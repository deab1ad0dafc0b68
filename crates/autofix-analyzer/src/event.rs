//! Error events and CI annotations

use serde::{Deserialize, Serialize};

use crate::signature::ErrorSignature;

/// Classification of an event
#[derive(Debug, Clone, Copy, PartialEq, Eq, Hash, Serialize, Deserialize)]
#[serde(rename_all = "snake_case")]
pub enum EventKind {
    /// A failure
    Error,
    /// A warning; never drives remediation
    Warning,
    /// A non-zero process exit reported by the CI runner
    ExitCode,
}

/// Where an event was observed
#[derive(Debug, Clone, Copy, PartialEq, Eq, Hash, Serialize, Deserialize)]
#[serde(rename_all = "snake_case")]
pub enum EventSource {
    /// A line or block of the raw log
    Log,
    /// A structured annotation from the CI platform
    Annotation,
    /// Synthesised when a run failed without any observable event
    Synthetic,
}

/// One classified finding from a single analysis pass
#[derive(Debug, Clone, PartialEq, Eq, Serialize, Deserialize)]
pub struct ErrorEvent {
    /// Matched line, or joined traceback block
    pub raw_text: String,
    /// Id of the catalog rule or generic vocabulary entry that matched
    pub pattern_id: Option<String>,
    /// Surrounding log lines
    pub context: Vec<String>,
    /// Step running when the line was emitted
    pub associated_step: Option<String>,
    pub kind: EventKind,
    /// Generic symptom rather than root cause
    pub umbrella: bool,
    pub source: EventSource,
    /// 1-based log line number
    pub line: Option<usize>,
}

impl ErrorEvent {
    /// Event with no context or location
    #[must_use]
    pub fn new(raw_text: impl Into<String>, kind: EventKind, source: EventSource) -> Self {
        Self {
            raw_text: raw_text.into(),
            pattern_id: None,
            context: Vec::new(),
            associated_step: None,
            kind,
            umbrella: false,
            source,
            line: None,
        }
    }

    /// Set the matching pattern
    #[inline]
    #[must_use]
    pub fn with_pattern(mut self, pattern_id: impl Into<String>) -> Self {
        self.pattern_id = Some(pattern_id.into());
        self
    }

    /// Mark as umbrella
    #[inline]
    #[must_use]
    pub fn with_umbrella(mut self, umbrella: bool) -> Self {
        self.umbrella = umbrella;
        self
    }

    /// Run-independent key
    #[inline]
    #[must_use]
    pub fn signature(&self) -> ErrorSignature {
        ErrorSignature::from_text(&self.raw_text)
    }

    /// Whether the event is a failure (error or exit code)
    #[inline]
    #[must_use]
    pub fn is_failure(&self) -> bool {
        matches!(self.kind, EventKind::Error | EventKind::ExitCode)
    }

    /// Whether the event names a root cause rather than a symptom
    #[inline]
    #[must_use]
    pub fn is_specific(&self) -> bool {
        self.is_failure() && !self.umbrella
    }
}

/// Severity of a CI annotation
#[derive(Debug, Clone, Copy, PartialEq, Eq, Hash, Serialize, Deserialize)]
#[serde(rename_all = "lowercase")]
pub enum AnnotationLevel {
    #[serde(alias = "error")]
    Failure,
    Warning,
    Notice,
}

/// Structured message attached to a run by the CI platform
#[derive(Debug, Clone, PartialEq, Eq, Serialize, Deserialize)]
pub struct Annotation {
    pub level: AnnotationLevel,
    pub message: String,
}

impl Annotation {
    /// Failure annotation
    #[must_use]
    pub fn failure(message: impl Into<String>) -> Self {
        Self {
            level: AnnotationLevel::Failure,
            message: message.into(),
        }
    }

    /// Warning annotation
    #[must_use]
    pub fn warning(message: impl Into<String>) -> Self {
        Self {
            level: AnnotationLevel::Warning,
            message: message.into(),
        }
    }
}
================
*Problem description:* Give an exact transcription of all the material.

*Exercise solution:*
repository deab1ad0dafc0b68
filename crates/autofix-analyzer/src/event.rs
//! Error events and CI annotations

use serde::{Deserialize, Serialize};

use crate::signature::ErrorSignature;

/// Classification of an event
#[derive(Debug, Clone, Copy, PartialEq, Eq, Hash, Serialize, Deserialize)]
#[serde(rename_all = "snake_case")]
pub enum EventKind {
    /// A failure
    Error,
    /// A warning; never drives remediation
    Warning,
    /// A non-zero process exit reported by the CI runner
    ExitCode,
}

/// Where an event was observed
#[derive(Debug, Clone, Copy, PartialEq, Eq, Hash, Serialize, Deserialize)]
#[serde(rename_all = "snake_case")]
pub enum EventSource {
    /// A line or block of the raw log
    Log,
    /// A structured annotation from the CI platform
    Annotation,
    /// Synthesised when a run failed without any observable event
    Synthetic,
}

/// One classified finding from a single analysis pass
#[derive(Debug, Clone, PartialEq, Eq, Serialize, Deserialize)]
pub struct ErrorEvent {
    /// Matched line, or joined traceback block
    pub raw_text: String,
    /// Id of the catalog rule or generic vocabulary entry that matched
    pub pattern_id: Option<String>,
    /// Surrounding log lines
    pub context: Vec<String>,
    /// Step running when the line was emitted
    pub associated_step: Option<String>,
    pub kind: EventKind,
    /// Generic symptom rather than root cause
    pub umbrella: bool,
    pub source: EventSource,
    /// 1-based log line number
    pub line: Option<usize>,
}

impl ErrorEvent {
    /// Event with no context or location
    #[must_use]
    pub fn new(raw_text: impl Into<String>, kind: EventKind, source: EventSource) -> Self {
        Self {
            raw_text: raw_text.into(),
            pattern_id: None,
            context: Vec::new(),
            associated_step: None,
            kind,
            umbrella: false,
            source,
            line: None,
        }
    }

    /// Set the matching pattern
    #[inline]
    #[must_use]
    pub fn with_pattern(mut self, pattern_id: impl Into<String>) -> Self {
        self.pattern_id = Some(pattern_id.into());
        self
    }

    /// Mark as umbrella
    #[inline]
    #[must_use]
    pub fn with_umbrella(mut self, umbrella: bool) -> Self {
        self.umbrella = umbrella;
        self
    }

    /// Run-independent key
    #[inline]
    #[must_use]
    pub fn signature(&self) -> ErrorSignature {
        ErrorSignature::from_text(&self.raw_text)
    }

    /// Whether the event is a failure (error or exit code)
    #[inline]
    #[must_use]
    pub fn is_failure(&self) -> bool {
        matches!(self.kind, EventKind::Error | EventKind::ExitCode)
    }

    /// Whether the event names a root cause rather than a symptom
    #[inline]
    #[must_use]
    pub fn is_specific(&self) -> bool {
        self.is_failure() && !self.umbrella
    }
}

/// Severity of a CI annotation
#[derive(Debug, Clone, Copy, PartialEq, Eq, Hash, Serialize, Deserialize)]
#[serde(rename_all = "lowercase")]
pub enum AnnotationLevel {
    #[serde(alias = "error")]
    Failure,
    Warning,
    Notice,
}

/// Structured message attached to a run by the CI platform
#[derive(Debug, Clone, PartialEq, Eq, Serialize, Deserialize)]
pub struct Annotation {
    pub level: AnnotationLevel,
    pub message: String,
}

impl Annotation {
    /// Failure annotation
    #[must_use]
    pub fn failure(message: impl Into<String>) -> Self {
        Self {
            level: AnnotationLevel::Failure,
            message: message.into(),
        }
    }

    /// Warning annotation
    #[must_use]
    pub fn warning(message: impl Into<String>) -> Self {
        Self {
            level: AnnotationLevel::Warning,
            message: message.into(),
        }
    }
}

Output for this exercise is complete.